[Recorded data]
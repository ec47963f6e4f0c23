// SPDX-License-Identifier: PMPL-1.0-or-later
//
// Haystack Bridge - Grid decoding error types
// Copyright (c) 2026 Jonathan D.A. Jewell (hyperpolymath) <jonathan.jewell@open.ac.uk>
//
// Only grid-level structure can fail. Individual cells never do: a cell the
// scalar decoder does not understand degrades to its raw text.

use thiserror::Error;

/// Errors raised while turning a response body into a [`Grid`](crate::Grid).
#[derive(Debug, Error)]
pub enum GridError {
    /// The body is structurally not a grid (e.g. a Zinc body without both a
    /// version line and a header line, or JSON that is not an object).
    #[error("Invalid grid format: {0}")]
    InvalidFormat(String),

    /// A body declared as JSON did not parse.
    #[error("Invalid JSON grid: {0}")]
    Json(#[from] serde_json::Error),
}

/// Convenience type alias for grid decoding results.
pub type GridResult<T> = Result<T, GridError>;
// SPDX-License-Identifier: PMPL-1.0-or-later
//! Catalogue of commonly used Haystack filters.

use std::collections::BTreeMap;

use crate::client::HaystackClient;

/// Filter presets grouped by category.
pub type FilterPresets = BTreeMap<&'static str, BTreeMap<&'static str, &'static str>>;

const PRESETS: &[(&str, &[(&str, &str)])] = &[
    (
        "basic_queries",
        &[
            ("all_points", "point"),
            ("sensor_points", "point and sensor"),
            ("writable_points", "point and writable"),
            ("command_points", "point and cmd"),
        ],
    ),
    (
        "sensor_types",
        &[
            ("temperature", "point and temp and sensor"),
            ("humidity", "point and humidity and sensor"),
            ("pressure", "point and pressure and sensor"),
            ("co2", "point and co2 and sensor"),
            ("occupancy", "point and occ and sensor"),
        ],
    ),
    (
        "equipment_types",
        &[
            ("all_equipment", "equip"),
            ("vav_boxes", "equip and vav"),
            ("ahu_units", "equip and ahu"),
            ("chillers", "equip and chiller"),
            ("boilers", "equip and boiler"),
            ("meters", "equip and meter"),
        ],
    ),
    (
        "hierarchy",
        &[
            ("sites", "site"),
            ("floors", "floor"),
            ("zones", "space and zone"),
            ("rooms", "space and room"),
        ],
    ),
    (
        "system_status",
        &[
            ("alarms", "alarm"),
            ("active_alarms", "alarm and not acked"),
            ("high_priority_alarms", "alarm and priority < 3"),
            ("faults", "point and fault"),
        ],
    ),
    (
        "setpoints",
        &[
            ("zone_temps", "point and sp and temp and zone"),
            ("ahu_setpoints", "point and sp and ahu"),
            ("schedule_setpoints", "point and sp and scheduled"),
        ],
    ),
];

impl HaystackClient {
    /// Common filter expressions, for callers building queries interactively.
    pub fn filter_presets() -> FilterPresets {
        PRESETS
            .iter()
            .map(|(group, filters)| (*group, filters.iter().copied().collect()))
            .collect()
    }
}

» REQUIREMENT: Each entry above needs to be output exactly as written.

» ANSWER BOX:
repository ec47963f6e4f0c23
// SPDX-License-Identifier: PMPL-1.0-or-later
//
// Haystack Bridge - Grid decoding error types
// Copyright (c) 2026 Jonathan D.A. Jewell (hyperpolymath) <jonathan.jewell@open.ac.uk>
//
// Only grid-level structure can fail. Individual cells never do: a cell the
// scalar decoder does not understand degrades to its raw text.

use thiserror::Error;

/// Errors raised while turning a response body into a [`Grid`](crate::Grid).
#[derive(Debug, Error)]
pub enum GridError {
    /// The body is structurally not a grid (e.g. a Zinc body without both a
    /// version line and a header line, or JSON that is not an object).
    #[error("Invalid grid format: {0}")]
    InvalidFormat(String),

    /// A body declared as JSON did not parse.
    #[error("Invalid JSON grid: {0}")]
    Json(#[from] serde_json::Error),
}

/// Convenience type alias for grid decoding results.
pub type GridResult<T> = Result<T, GridError>;
// SPDX-License-Identifier: PMPL-1.0-or-later
//! Catalogue of commonly used Haystack filters.

use std::collections::BTreeMap;

use crate::client::HaystackClient;

/// Filter presets grouped by category.
pub type FilterPresets = BTreeMap<&'static str, BTreeMap<&'static str, &'static str>>;

const PRESETS: &[(&str, &[(&str, &str)])] = &[
    (
        "basic_queries",
        &[
            ("all_points", "point"),
            ("sensor_points", "point and sensor"),
            ("writable_points", "point and writable"),
            ("command_points", "point and cmd"),
        ],
    ),
    (
        "sensor_types",
        &[
            ("temperature", "point and temp and sensor"),
            ("humidity", "point and humidity and sensor"),
            ("pressure", "point and pressure and sensor"),
            ("co2", "point and co2 and sensor"),
            ("occupancy", "point and occ and sensor"),
        ],
    ),
    (
        "equipment_types",
        &[
            ("all_equipment", "equip"),
            ("vav_boxes", "equip and vav"),
            ("ahu_units", "equip and ahu"),
            ("chillers", "equip and chiller"),
            ("boilers", "equip and boiler"),
            ("meters", "equip and meter"),
        ],
    ),
    (
        "hierarchy",
        &[
            ("sites", "site"),
            ("floors", "floor"),
            ("zones", "space and zone"),
            ("rooms", "space and room"),
        ],
    ),
    (
        "system_status",
        &[
            ("alarms", "alarm"),
            ("active_alarms", "alarm and not acked"),
            ("high_priority_alarms", "alarm and priority < 3"),
            ("faults", "point and fault"),
        ],
    ),
    (
        "setpoints",
        &[
            ("zone_temps", "point and sp and temp and zone"),
            ("ahu_setpoints", "point and sp and ahu"),
            ("schedule_setpoints", "point and sp and scheduled"),
        ],
    ),
];

impl HaystackClient {
    /// Common filter expressions, for callers building queries interactively.
    pub fn filter_presets() -> FilterPresets {
        PRESETS
            .iter()
            .map(|(group, filters)| (*group, filters.iter().copied().collect()))
            .collect()
    }
}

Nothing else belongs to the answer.